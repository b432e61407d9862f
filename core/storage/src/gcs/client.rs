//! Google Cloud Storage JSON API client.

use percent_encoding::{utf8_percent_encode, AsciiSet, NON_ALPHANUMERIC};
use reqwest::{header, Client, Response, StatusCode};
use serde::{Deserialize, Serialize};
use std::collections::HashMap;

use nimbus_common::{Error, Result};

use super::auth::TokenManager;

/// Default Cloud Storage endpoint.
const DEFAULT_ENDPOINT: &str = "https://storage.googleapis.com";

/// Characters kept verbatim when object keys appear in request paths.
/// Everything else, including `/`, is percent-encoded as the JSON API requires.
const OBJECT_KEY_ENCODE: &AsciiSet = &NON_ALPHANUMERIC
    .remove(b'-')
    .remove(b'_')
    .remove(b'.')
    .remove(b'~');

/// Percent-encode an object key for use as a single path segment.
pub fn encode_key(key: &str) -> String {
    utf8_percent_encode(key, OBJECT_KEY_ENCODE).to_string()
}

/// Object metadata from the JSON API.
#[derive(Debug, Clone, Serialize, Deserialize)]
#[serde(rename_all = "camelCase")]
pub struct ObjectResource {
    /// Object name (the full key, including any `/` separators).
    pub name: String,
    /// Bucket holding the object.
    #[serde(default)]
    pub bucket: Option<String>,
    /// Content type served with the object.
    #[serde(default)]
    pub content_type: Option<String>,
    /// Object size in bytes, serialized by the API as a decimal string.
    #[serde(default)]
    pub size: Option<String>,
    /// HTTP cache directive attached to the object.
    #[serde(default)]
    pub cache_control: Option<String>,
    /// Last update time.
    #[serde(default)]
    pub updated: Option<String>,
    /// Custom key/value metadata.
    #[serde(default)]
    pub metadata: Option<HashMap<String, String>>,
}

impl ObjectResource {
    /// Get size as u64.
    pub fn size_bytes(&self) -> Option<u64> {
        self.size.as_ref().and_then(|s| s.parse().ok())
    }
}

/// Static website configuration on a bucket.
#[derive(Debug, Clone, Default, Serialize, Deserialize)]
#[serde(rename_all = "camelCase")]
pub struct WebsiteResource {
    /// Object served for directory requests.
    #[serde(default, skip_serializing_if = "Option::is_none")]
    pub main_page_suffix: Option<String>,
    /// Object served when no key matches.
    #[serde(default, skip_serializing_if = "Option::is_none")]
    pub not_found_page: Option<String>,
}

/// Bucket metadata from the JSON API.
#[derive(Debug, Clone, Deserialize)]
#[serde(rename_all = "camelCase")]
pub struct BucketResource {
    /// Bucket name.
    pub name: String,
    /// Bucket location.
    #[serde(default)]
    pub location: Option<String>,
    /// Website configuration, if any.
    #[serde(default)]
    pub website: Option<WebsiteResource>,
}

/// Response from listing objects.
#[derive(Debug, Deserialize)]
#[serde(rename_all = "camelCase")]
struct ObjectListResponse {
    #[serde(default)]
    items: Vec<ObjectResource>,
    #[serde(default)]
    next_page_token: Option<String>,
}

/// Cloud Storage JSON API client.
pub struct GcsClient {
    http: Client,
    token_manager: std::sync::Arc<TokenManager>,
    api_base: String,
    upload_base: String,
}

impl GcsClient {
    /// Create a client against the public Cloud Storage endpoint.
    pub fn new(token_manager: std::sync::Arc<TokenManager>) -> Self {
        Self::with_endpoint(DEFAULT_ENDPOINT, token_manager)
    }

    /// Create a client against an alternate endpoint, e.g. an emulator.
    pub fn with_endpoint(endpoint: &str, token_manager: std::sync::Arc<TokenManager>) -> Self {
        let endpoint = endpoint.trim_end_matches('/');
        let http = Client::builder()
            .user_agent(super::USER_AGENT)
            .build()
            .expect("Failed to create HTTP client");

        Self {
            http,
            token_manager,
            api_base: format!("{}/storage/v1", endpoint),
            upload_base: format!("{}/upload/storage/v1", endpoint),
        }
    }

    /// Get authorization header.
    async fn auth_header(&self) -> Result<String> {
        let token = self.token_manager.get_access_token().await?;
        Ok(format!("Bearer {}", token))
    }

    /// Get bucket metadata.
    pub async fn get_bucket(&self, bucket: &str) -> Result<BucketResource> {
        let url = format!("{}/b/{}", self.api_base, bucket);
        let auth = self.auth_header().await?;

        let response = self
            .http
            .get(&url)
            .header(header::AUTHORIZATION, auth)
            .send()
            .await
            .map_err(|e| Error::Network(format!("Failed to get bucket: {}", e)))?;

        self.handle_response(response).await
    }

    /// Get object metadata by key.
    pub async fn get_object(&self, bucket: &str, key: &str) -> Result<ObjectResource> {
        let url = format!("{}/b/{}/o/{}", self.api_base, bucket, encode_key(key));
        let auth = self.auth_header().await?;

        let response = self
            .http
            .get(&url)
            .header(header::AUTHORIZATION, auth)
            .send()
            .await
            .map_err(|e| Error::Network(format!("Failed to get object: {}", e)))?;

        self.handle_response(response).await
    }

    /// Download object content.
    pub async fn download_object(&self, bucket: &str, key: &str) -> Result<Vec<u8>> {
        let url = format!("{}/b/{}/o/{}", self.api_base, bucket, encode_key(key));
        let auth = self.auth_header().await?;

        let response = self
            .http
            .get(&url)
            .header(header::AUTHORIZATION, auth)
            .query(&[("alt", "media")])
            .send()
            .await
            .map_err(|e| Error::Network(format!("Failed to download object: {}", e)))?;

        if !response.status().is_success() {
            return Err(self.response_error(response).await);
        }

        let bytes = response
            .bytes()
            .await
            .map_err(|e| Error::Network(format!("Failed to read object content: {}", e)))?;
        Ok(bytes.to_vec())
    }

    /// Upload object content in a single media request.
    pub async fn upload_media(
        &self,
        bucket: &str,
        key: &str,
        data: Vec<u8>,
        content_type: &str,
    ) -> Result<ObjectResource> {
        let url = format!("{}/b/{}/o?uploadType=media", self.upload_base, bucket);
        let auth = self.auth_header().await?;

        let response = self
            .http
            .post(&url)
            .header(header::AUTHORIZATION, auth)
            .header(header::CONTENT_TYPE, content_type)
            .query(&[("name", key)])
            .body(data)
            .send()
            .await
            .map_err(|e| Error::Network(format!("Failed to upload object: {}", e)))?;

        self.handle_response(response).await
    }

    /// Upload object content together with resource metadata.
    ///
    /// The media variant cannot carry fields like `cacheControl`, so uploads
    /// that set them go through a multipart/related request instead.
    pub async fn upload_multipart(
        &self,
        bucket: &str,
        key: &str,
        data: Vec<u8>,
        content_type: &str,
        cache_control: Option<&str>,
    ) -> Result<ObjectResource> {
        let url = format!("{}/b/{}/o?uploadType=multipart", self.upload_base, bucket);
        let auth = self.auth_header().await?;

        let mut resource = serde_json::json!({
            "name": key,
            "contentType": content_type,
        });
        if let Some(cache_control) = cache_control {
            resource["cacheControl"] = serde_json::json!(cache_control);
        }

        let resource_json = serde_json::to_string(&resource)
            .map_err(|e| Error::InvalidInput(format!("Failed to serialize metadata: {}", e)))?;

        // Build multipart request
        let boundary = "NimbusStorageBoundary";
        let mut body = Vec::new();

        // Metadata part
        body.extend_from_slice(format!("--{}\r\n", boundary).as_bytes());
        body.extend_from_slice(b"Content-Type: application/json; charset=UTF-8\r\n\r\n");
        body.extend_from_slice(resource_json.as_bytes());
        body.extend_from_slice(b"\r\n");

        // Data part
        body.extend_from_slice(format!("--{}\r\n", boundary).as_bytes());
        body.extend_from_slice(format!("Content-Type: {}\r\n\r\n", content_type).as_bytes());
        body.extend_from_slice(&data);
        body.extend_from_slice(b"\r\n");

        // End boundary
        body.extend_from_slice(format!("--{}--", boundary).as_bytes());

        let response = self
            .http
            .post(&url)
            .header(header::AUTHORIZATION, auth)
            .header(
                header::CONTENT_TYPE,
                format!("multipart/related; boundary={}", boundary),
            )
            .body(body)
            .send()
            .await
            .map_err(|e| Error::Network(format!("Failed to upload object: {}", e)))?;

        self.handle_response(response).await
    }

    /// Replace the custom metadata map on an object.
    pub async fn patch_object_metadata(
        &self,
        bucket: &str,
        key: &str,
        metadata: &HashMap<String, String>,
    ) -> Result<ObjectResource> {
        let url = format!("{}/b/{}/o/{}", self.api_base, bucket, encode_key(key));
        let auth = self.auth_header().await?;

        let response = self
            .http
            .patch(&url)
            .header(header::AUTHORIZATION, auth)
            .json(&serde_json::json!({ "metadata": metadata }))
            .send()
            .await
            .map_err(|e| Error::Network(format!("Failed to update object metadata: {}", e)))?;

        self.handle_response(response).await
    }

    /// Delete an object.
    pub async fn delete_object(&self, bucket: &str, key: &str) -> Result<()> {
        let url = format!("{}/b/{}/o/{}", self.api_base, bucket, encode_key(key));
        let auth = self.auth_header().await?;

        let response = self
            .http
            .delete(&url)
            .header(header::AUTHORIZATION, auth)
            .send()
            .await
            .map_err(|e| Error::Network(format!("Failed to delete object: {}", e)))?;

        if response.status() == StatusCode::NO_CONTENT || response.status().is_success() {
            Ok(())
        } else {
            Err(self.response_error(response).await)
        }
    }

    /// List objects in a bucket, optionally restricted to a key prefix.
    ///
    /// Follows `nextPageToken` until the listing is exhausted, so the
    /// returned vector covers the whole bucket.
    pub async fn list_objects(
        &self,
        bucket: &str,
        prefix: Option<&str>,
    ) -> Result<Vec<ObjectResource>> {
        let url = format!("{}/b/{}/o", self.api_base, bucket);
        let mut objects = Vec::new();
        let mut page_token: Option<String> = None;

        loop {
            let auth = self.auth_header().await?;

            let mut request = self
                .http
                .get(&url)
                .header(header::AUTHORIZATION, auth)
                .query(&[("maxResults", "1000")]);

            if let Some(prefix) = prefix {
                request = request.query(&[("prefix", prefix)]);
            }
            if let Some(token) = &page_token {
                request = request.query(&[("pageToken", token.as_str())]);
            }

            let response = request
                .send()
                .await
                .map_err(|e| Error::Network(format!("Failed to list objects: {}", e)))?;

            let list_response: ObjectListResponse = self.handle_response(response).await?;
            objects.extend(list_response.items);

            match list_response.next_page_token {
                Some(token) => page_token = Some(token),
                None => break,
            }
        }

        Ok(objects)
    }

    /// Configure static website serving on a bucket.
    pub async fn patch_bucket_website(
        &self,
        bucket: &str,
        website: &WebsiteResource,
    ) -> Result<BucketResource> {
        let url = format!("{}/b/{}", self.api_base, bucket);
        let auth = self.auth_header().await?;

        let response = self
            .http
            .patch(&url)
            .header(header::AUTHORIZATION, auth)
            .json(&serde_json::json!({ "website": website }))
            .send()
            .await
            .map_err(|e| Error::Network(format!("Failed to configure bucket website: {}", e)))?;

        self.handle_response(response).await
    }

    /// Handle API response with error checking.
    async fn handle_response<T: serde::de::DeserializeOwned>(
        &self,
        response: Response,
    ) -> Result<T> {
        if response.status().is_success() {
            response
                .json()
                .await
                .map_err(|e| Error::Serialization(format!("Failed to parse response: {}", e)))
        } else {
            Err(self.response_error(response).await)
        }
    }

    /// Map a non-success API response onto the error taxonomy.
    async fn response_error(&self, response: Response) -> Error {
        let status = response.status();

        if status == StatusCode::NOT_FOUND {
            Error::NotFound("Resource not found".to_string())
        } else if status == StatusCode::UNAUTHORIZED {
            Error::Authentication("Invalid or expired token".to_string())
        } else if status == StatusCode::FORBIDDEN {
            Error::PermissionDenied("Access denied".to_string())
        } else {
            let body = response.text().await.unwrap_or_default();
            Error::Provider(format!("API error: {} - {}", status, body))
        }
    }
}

▸ **INSTRUCTIONS FOR THE TASK**:
Which lines above include "items"? Show each of them by copying it.

▸ **RESPONSE**:
    items: Vec<ObjectResource>,
            objects.extend(list_response.items);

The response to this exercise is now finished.